#### Exercise requirements
Every single entry that follows must be copied exactly.

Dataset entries

++++++++++++++++++++

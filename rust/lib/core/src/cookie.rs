//! Session token transport for server-rendered requests.
//!
//! The browser keeps its bearer token in the `authToken` cookie. Each
//! request re-reads it; an expired or unreadable token is treated exactly
//! like a missing one.

use std::convert::Infallible;

use axum::extract::FromRequestParts;
use axum::http::header::{COOKIE, SET_COOKIE};
use axum::http::request::Parts;
use axum::http::{HeaderMap, HeaderValue};

use crate::token::is_expired;

/// Name of the cookie carrying the bearer token.
pub const AUTH_COOKIE: &str = "authToken";

/// State of the session cookie on an incoming request.
#[derive(Debug, Clone, PartialEq, Eq)]
pub enum SessionCookie {
    /// No `authToken` cookie (or an empty one).
    Missing,
    /// A token whose payload is readable and not yet expired.
    Live(String),
    /// A token that is expired or malformed.
    Stale,
}

impl SessionCookie {
    pub fn from_headers(headers: &HeaderMap) -> Self {
        match cookie_value(headers, AUTH_COOKIE) {
            None => SessionCookie::Missing,
            Some(token) if is_expired(&token) => SessionCookie::Stale,
            Some(token) => SessionCookie::Live(token),
        }
    }

    /// The token to forward upstream, if any.
    pub fn token(&self) -> Option<&str> {
        match self {
            SessionCookie::Live(token) => Some(token),
            _ => None,
        }
    }
}

impl<S: Send + Sync> FromRequestParts<S> for SessionCookie {
    type Rejection = Infallible;

    async fn from_request_parts(parts: &mut Parts, _state: &S) -> Result<Self, Self::Rejection> {
        Ok(SessionCookie::from_headers(&parts.headers))
    }
}

/// Find a non-empty cookie by name across all `Cookie` headers.
pub fn cookie_value(headers: &HeaderMap, name: &str) -> Option<String> {
    headers
        .get_all(COOKIE)
        .iter()
        .filter_map(|v| v.to_str().ok())
        .flat_map(|v| v.split(';'))
        .filter_map(|pair| pair.trim().split_once('='))
        .find(|(key, value)| *key == name && !value.is_empty())
        .map(|(_, value)| value.trim_matches('"').to_string())
}

/// `Set-Cookie` header that expires the session cookie.
pub fn clear_session_cookie() -> (axum::http::HeaderName, HeaderValue) {
    (
        SET_COOKIE,
        HeaderValue::from_static("authToken=; Path=/; Max-Age=0; HttpOnly; SameSite=Lax"),
    )
}
//! Demo API endpoints and static file hosting.

use std::collections::HashMap;
use std::path::Path;

use axum::extract::{Form, FromRequest, Path as UrlPath, Request};
use axum::http::header::CONTENT_TYPE;
use axum::response::{IntoResponse, Response};
use axum::routing::get;
use axum::{Json, Router};
use rand::Rng;
use serde::Serialize;
use serde_json::{Value, json};
use tower_http::services::ServeDir;
use tower_http::trace::TraceLayer;
use tracing::info;

use netblocker_core::now_rfc3339;

const ID_ALPHABET: &[u8] = b"abcdefghijklmnopqrstuvwxyz0123456789";
const ID_LEN: usize = 9;

#[derive(Debug, Clone, Serialize)]
pub struct DemoUser {
    pub id: u32,
    pub name: String,
    pub email: String,
}

/// Build the demo router. Anything not under `/api` falls through to `assets`.
pub fn build_router(assets: &Path) -> Router {
    Router::new()
        .route("/api/hello", get(hello))
        .route("/api/users", get(list_users).post(create_user))
        .route("/api/data/{id}", get(data))
        .fallback_service(ServeDir::new(assets).append_index_html_on_directories(true))
        .layer(TraceLayer::new_for_http())
}

async fn hello() -> Json<Value> {
    Json(json!({
        "message": "Hello from Elysia!",
        "timestamp": now_rfc3339(),
    }))
}

fn demo_users() -> Vec<DemoUser> {
    [
        (1, "Alice", "alice@example.com"),
        (2, "Bob", "bob@example.com"),
        (3, "Charlie", "charlie@example.com"),
    ]
    .into_iter()
    .map(|(id, name, email)| DemoUser {
        id,
        name: name.to_string(),
        email: email.to_string(),
    })
    .collect()
}

async fn list_users() -> Json<Vec<DemoUser>> {
    Json(demo_users())
}

/// Echo the submitted user back with a fresh random id. `user` is
/// omitted when the request has no body.
async fn create_user(req: Request) -> Response {
    let user = match read_body(req).await {
        Ok(user) => user,
        Err(rejection) => return rejection,
    };
    let id = random_id();
    info!("Created demo user {}", id);

    let mut body = json!({
        "success": true,
        "id": id,
    });
    if let Some(user) = user {
        body["user"] = user;
    }
    Json(body).into_response()
}

/// Decode a body by its content type: JSON as-is, form fields as an
/// object, anything else as text.
async fn read_body(req: Request) -> Result<Option<Value>, Response> {
    let content_type = req
        .headers()
        .get(CONTENT_TYPE)
        .and_then(|v| v.to_str().ok())
        .unwrap_or_default()
        .to_ascii_lowercase();

    if content_type.starts_with("application/json") {
        let Json(value) = Json::<Value>::from_request(req, &())
            .await
            .map_err(IntoResponse::into_response)?;
        return Ok(Some(value));
    }
    if content_type.starts_with("application/x-www-form-urlencoded") {
        let Form(fields) = Form::<HashMap<String, String>>::from_request(req, &())
            .await
            .map_err(IntoResponse::into_response)?;
        return Ok(Some(json!(fields)));
    }
    let text = String::from_request(req, &())
        .await
        .map_err(IntoResponse::into_response)?;
    Ok((!text.is_empty()).then_some(Value::String(text)))
}

async fn data(UrlPath(id): UrlPath<String>) -> Json<Value> {
    Json(json!({
        "id": id,
        "data": format!("Data for item {id}"),
        "fetched": now_rfc3339(),
    }))
}

fn random_id() -> String {
    let mut rng = rand::thread_rng();
    (0..ID_LEN)
        .map(|_| ID_ALPHABET[rng.gen_range(0..ID_ALPHABET.len())] as char)
        .collect()
}
use netblocker_upstream::Policy;

/// Comment stamped on every policy created through the provisioning API.
/// Policies without it were made by hand and are never shown.
pub const MANAGED_COMMENT: &str = "Created via API don't edit or delete";

pub fn is_managed(policy: &Policy) -> bool {
    policy.comments == MANAGED_COMMENT
}

/// Keep only API-managed policies.
pub fn filter_managed(policies: Vec<Policy>) -> Vec<Policy> {
    policies.into_iter().filter(is_managed).collect()
}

++++++++++++++++++++

#### Written solution
filename rust/lib/core/src/cookie.rs
//! Session token transport for server-rendered requests.
//!
//! The browser keeps its bearer token in the `authToken` cookie. Each
//! request re-reads it; an expired or unreadable token is treated exactly
//! like a missing one.

use std::convert::Infallible;

use axum::extract::FromRequestParts;
use axum::http::header::{COOKIE, SET_COOKIE};
use axum::http::request::Parts;
use axum::http::{HeaderMap, HeaderValue};

use crate::token::is_expired;

/// Name of the cookie carrying the bearer token.
pub const AUTH_COOKIE: &str = "authToken";

/// State of the session cookie on an incoming request.
#[derive(Debug, Clone, PartialEq, Eq)]
pub enum SessionCookie {
    /// No `authToken` cookie (or an empty one).
    Missing,
    /// A token whose payload is readable and not yet expired.
    Live(String),
    /// A token that is expired or malformed.
    Stale,
}

impl SessionCookie {
    pub fn from_headers(headers: &HeaderMap) -> Self {
        match cookie_value(headers, AUTH_COOKIE) {
            None => SessionCookie::Missing,
            Some(token) if is_expired(&token) => SessionCookie::Stale,
            Some(token) => SessionCookie::Live(token),
        }
    }

    /// The token to forward upstream, if any.
    pub fn token(&self) -> Option<&str> {
        match self {
            SessionCookie::Live(token) => Some(token),
            _ => None,
        }
    }
}

impl<S: Send + Sync> FromRequestParts<S> for SessionCookie {
    type Rejection = Infallible;

    async fn from_request_parts(parts: &mut Parts, _state: &S) -> Result<Self, Self::Rejection> {
        Ok(SessionCookie::from_headers(&parts.headers))
    }
}

/// Find a non-empty cookie by name across all `Cookie` headers.
pub fn cookie_value(headers: &HeaderMap, name: &str) -> Option<String> {
    headers
        .get_all(COOKIE)
        .iter()
        .filter_map(|v| v.to_str().ok())
        .flat_map(|v| v.split(';'))
        .filter_map(|pair| pair.trim().split_once('='))
        .find(|(key, value)| *key == name && !value.is_empty())
        .map(|(_, value)| value.trim_matches('"').to_string())
}

/// `Set-Cookie` header that expires the session cookie.
pub fn clear_session_cookie() -> (axum::http::HeaderName, HeaderValue) {
    (
        SET_COOKIE,
        HeaderValue::from_static("authToken=; Path=/; Max-Age=0; HttpOnly; SameSite=Lax"),
    )
}
//! Demo API endpoints and static file hosting.

use std::collections::HashMap;
use std::path::Path;

use axum::extract::{Form, FromRequest, Path as UrlPath, Request};
use axum::http::header::CONTENT_TYPE;
use axum::response::{IntoResponse, Response};
use axum::routing::get;
use axum::{Json, Router};
use rand::Rng;
use serde::Serialize;
use serde_json::{Value, json};
use tower_http::services::ServeDir;
use tower_http::trace::TraceLayer;
use tracing::info;

use netblocker_core::now_rfc3339;

const ID_ALPHABET: &[u8] = b"abcdefghijklmnopqrstuvwxyz0123456789";
const ID_LEN: usize = 9;

#[derive(Debug, Clone, Serialize)]
pub struct DemoUser {
    pub id: u32,
    pub name: String,
    pub email: String,
}

/// Build the demo router. Anything not under `/api` falls through to `assets`.
pub fn build_router(assets: &Path) -> Router {
    Router::new()
        .route("/api/hello", get(hello))
        .route("/api/users", get(list_users).post(create_user))
        .route("/api/data/{id}", get(data))
        .fallback_service(ServeDir::new(assets).append_index_html_on_directories(true))
        .layer(TraceLayer::new_for_http())
}

async fn hello() -> Json<Value> {
    Json(json!({
        "message": "Hello from Elysia!",
        "timestamp": now_rfc3339(),
    }))
}

fn demo_users() -> Vec<DemoUser> {
    [
        (1, "Alice", "alice@example.com"),
        (2, "Bob", "bob@example.com"),
        (3, "Charlie", "charlie@example.com"),
    ]
    .into_iter()
    .map(|(id, name, email)| DemoUser {
        id,
        name: name.to_string(),
        email: email.to_string(),
    })
    .collect()
}

async fn list_users() -> Json<Vec<DemoUser>> {
    Json(demo_users())
}

/// Echo the submitted user back with a fresh random id. `user` is
/// omitted when the request has no body.
async fn create_user(req: Request) -> Response {
    let user = match read_body(req).await {
        Ok(user) => user,
        Err(rejection) => return rejection,
    };
    let id = random_id();
    info!("Created demo user {}", id);

    let mut body = json!({
        "success": true,
        "id": id,
    });
    if let Some(user) = user {
        body["user"] = user;
    }
    Json(body).into_response()
}

/// Decode a body by its content type: JSON as-is, form fields as an
/// object, anything else as text.
async fn read_body(req: Request) -> Result<Option<Value>, Response> {
    let content_type = req
        .headers()
        .get(CONTENT_TYPE)
        .and_then(|v| v.to_str().ok())
        .unwrap_or_default()
        .to_ascii_lowercase();

    if content_type.starts_with("application/json") {
        let Json(value) = Json::<Value>::from_request(req, &())
            .await
            .map_err(IntoResponse::into_response)?;
        return Ok(Some(value));
    }
    if content_type.starts_with("application/x-www-form-urlencoded") {
        let Form(fields) = Form::<HashMap<String, String>>::from_request(req, &())
            .await
            .map_err(IntoResponse::into_response)?;
        return Ok(Some(json!(fields)));
    }
    let text = String::from_request(req, &())
        .await
        .map_err(IntoResponse::into_response)?;
    Ok((!text.is_empty()).then_some(Value::String(text)))
}

async fn data(UrlPath(id): UrlPath<String>) -> Json<Value> {
    Json(json!({
        "id": id,
        "data": format!("Data for item {id}"),
        "fetched": now_rfc3339(),
    }))
}

fn random_id() -> String {
    let mut rng = rand::thread_rng();
    (0..ID_LEN)
        .map(|_| ID_ALPHABET[rng.gen_range(0..ID_ALPHABET.len())] as char)
        .collect()
}
use netblocker_upstream::Policy;

/// Comment stamped on every policy created through the provisioning API.
/// Policies without it were made by hand and are never shown.
pub const MANAGED_COMMENT: &str = "Created via API don't edit or delete";

pub fn is_managed(policy: &Policy) -> bool {
    policy.comments == MANAGED_COMMENT
}

/// Keep only API-managed policies.
pub fn filter_managed(policies: Vec<Policy>) -> Vec<Policy> {
    policies.into_iter().filter(is_managed).collect()
}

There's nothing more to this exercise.